Thanks to:
Stephen Harris <sweh@mpn.com>
Ronald Loftin <reloftin@mailbox.syr.edu>
Casper Dik <casper@holland.Sun.COM>
Jeff Wasilko <jeffw@smoe.org>
Kevin Sheehan {Consulting Poster Child} <Kevin.Sheehan@uniq.com.au>
"DJEVANS.AU.ORACLE.COM" <DJEVANS@au.oracle.com>
Mariel Feder <mfeder@central.meralco.com.ph>
David Thorburn-Gundlach <david@bae.uga.edu>
Janet Hoo <Janet.Hoo@Ebay.Sun.COM>
My original question:
Hi all. To my amazement I ran GNU's updatedb from the root, and all of
the sudden I had a whole bunch of hosts mounted in /net, including my own
machine on /net/localhost.
I was pretty sure I deleted all packages relating to volume management.
How did this happen?
Answers: (I thought I had pkgrm'd automounter, so never even checked :( )

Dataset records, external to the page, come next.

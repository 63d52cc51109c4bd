//! Remote collaborator contracts.
//!
//! The queue consumes [`RemoteSync`]; the list cache consumes
//! [`ListSource`]. Concrete HTTP implementations live in the `stash` app
//! crate.
//!
//! Every failure is a [`RemoteError`], and callers treat all variants the
//! same way: the variants exist for logging, not for branching. Calls carry
//! no idempotency key, so a retried call may duplicate a remote row when an
//! earlier attempt succeeded server-side but failed client-side.

use async_trait::async_trait;
use thiserror::Error;

use crate::models::{Discovery, Note};

/// Failure of a remote call.
#[derive(Debug, Error)]
pub enum RemoteError {
    /// The request never produced a response (DNS, refused, reset, timeout).
    #[error("transport error: {0}")]
    Transport(String),

    /// The server answered with a non-success status.
    #[error("remote returned {status}: {body}")]
    Status { status: u16, body: String },

    /// The response body did not have the expected shape.
    #[error("malformed response: {0}")]
    Malformed(String),

    /// The server understood the request and refused it with a message.
    #[error("rejected: {0}")]
    Rejected(String),
}

pub type RemoteResult<T> = std::result::Result<T, RemoteError>;

/// Remote operations used to sync a capture.
#[async_trait]
pub trait RemoteSync: Send + Sync {
    /// Analyze an image and persist the discoveries found in it.
    async fn analyze_image(&self, payload: &[u8], category: &str) -> RemoteResult<Vec<Discovery>>;

    /// Transcribe a voice recording to text.
    async fn transcribe_audio(&self, payload: &[u8]) -> RemoteResult<String>;

    /// Persist a note from transcribed text.
    async fn create_note(&self, text: &str) -> RemoteResult<Note>;
}

/// Remote source of the active (non-archived) lists, newest first.
#[async_trait]
pub trait ListSource: Send + Sync {
    async fn fetch_discoveries(&self) -> RemoteResult<Vec<Discovery>>;

    async fn fetch_notes(&self) -> RemoteResult<Vec<Note>>;
}
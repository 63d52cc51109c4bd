//! List commands: `list`, `archived`, `discard`, `archive`, `unarchive`, `send`.
//!
//! Item actions hit the remote first and only then touch the cache, so a
//! failed remote call leaves the cache untouched. The archived lists are
//! never cached and need the remote.

use anyhow::Result;

use stash_core::cache::CacheView;
use stash_core::models::{Discovery, Note};

use crate::app::AppContext;
use crate::config::Config;
use crate::http_remote::{ItemKind, NotionItem};

/// Which list(s) `stash list` prints.
#[derive(Debug, Clone, Copy, PartialEq, Eq, clap::ValueEnum)]
pub enum ListKind {
    All,
    Discoveries,
    Notes,
}

fn print_discovery(d: &Discovery) {
    println!("  {}  [{}]  {}", d.id, d.kind.label(), d.name);
    if let Some(desc) = &d.description {
        println!("      {}", desc);
    }
    if let Some(link) = &d.link {
        println!("      {}", link);
    }
}

fn print_note(n: &Note) {
    let preview: String = n.transcription.chars().take(80).collect();
    println!(
        "  {}  {}  {}",
        n.id,
        n.created_at.format("%Y-%m-%d %H:%M"),
        preview
    );
}

fn print_view(view: &CacheView, kind: ListKind) {
    if view.is_offline {
        println!("offline: showing cached lists");
    } else if view.is_cached {
        println!("refresh failed: showing cached lists");
    }
    if let Some(at) = view.fetched_at {
        println!("as of {}", at.format("%Y-%m-%d %H:%M:%S UTC"));
    }

    if kind != ListKind::Notes {
        println!("discoveries: {}", view.discoveries.len());
        for d in &view.discoveries {
            print_discovery(d);
        }
    }
    if kind != ListKind::Discoveries {
        println!("notes: {}", view.notes.len());
        for n in &view.notes {
            print_note(n);
        }
    }
}

pub async fn run_list(config: &Config, kind: ListKind) -> Result<()> {
    let ctx = AppContext::open(config).await?;
    let view = ctx.stash.cache.load().await;
    print_view(&view, kind);
    ctx.close().await;
    Ok(())
}

/// Print the archived lists straight from the remote.
pub async fn run_archived(config: &Config, kind: ListKind) -> Result<()> {
    let ctx = AppContext::open(config).await?;
    if !ctx.stash.is_online() {
        anyhow::bail!("offline: archived items are not cached");
    }
    let (discoveries, notes) = ctx.remote.fetch_archived().await?;
    let view = CacheView {
        discoveries,
        notes,
        ..CacheView::default()
    };
    print_view(&view, kind);
    ctx.close().await;
    Ok(())
}

async fn remove_from_cache(ctx: &AppContext, kind: ItemKind, id: &str) {
    match kind {
        ItemKind::Discovery => ctx.stash.cache.remove_discovery(id).await,
        ItemKind::Note => ctx.stash.cache.remove_note(id).await,
    }
}

/// Delete remotely, then drop from the cache.
pub async fn run_discard(config: &Config, kind: ItemKind, id: &str) -> Result<()> {
    let ctx = AppContext::open(config).await?;
    if !ctx.stash.is_online() {
        anyhow::bail!("offline: cannot delete {} {}", kind, id);
    }
    ctx.remote.delete(kind, id).await?;
    remove_from_cache(&ctx, kind, id).await;
    println!("deleted {} {}", kind, id);
    ctx.close().await;
    Ok(())
}

/// Archive remotely, then drop from the cache (which only holds active items).
pub async fn run_archive(config: &Config, kind: ItemKind, id: &str) -> Result<()> {
    let ctx = AppContext::open(config).await?;
    if !ctx.stash.is_online() {
        anyhow::bail!("offline: cannot archive {} {}", kind, id);
    }
    ctx.remote.set_archived(kind, id, true).await?;
    remove_from_cache(&ctx, kind, id).await;
    println!("archived {} {}", kind, id);
    ctx.close().await;
    Ok(())
}

/// Restore an archived item, then refresh the cache so it reappears.
pub async fn run_unarchive(config: &Config, kind: ItemKind, id: &str) -> Result<()> {
    let ctx = AppContext::open(config).await?;
    if !ctx.stash.is_online() {
        anyhow::bail!("offline: cannot unarchive {} {}", kind, id);
    }
    ctx.remote.set_archived(kind, id, false).await?;
    ctx.stash.cache.load().await;
    println!("unarchived {} {}", kind, id);
    ctx.close().await;
    Ok(())
}

/// Forward a cached discovery or note to Notion.
pub async fn run_send(config: &Config, kind: ItemKind, id: &str) -> Result<()> {
    let ctx = AppContext::open(config).await?;
    if !ctx.stash.is_online() {
        anyhow::bail!("offline: cannot send {} {} to Notion", kind, id);
    }
    let view = ctx.stash.cache.load().await;
    let item = match kind {
        ItemKind::Discovery => view
            .discoveries
            .iter()
            .find(|d| d.id == id)
            .map(NotionItem::Discovery),
        ItemKind::Note => view.notes.iter().find(|n| n.id == id).map(NotionItem::Note),
    };
    let Some(item) = item else {
        anyhow::bail!("no {} with id {} in the current lists", kind, id);
    };
    ctx.remote
        .send_to_notion(item, config.notion.as_ref())
        .await?;
    println!("sent {} {} to Notion", kind, id);
    ctx.close().await;
    Ok(())
}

- This is the automounter, not the volume manager. Your
/etc/auto_master probably says something likd
/net -hosts -nosuid
which says to use the hosts table/service to find the address and mount
the path from the server here under /net. The way this particular
mount works is to mount every exported filesystem on the remote machine
under /net/hostname, so that you can then go to the path you want (no,
you can't mount just one. bummer, eh?). It sounds like updatedb went
through your hosts file (is your host listed as /net/yourhost, too?)
and tried a mount from each one.
- If you want to avoid this, you have to comment the line regarding /net
on your /etc/auto_master file.
- Use the option "nobrowse" for that map.